**Assignment**
Word for word, retype every record in the listing.

** Opening Material for this exercise block **

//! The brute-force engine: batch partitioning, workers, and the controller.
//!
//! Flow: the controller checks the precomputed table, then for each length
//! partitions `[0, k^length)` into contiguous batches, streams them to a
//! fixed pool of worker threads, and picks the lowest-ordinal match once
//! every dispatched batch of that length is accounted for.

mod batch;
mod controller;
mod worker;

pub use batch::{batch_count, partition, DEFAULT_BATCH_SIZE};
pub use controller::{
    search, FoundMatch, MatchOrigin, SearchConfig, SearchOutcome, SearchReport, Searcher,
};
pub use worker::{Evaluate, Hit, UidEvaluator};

** Closing Material for this exercise block **

**Solution to this exercise**
//! The brute-force engine: batch partitioning, workers, and the controller.
//!
//! Flow: the controller checks the precomputed table, then for each length
//! partitions `[0, k^length)` into contiguous batches, streams them to a
//! fixed pool of worker threads, and picks the lowest-ordinal match once
//! every dispatched batch of that length is accounted for.

mod batch;
mod controller;
mod worker;

pub use batch::{batch_count, partition, DEFAULT_BATCH_SIZE};
pub use controller::{
    search, FoundMatch, MatchOrigin, SearchConfig, SearchOutcome, SearchReport, Searcher,
};
pub use worker::{Evaluate, Hit, UidEvaluator};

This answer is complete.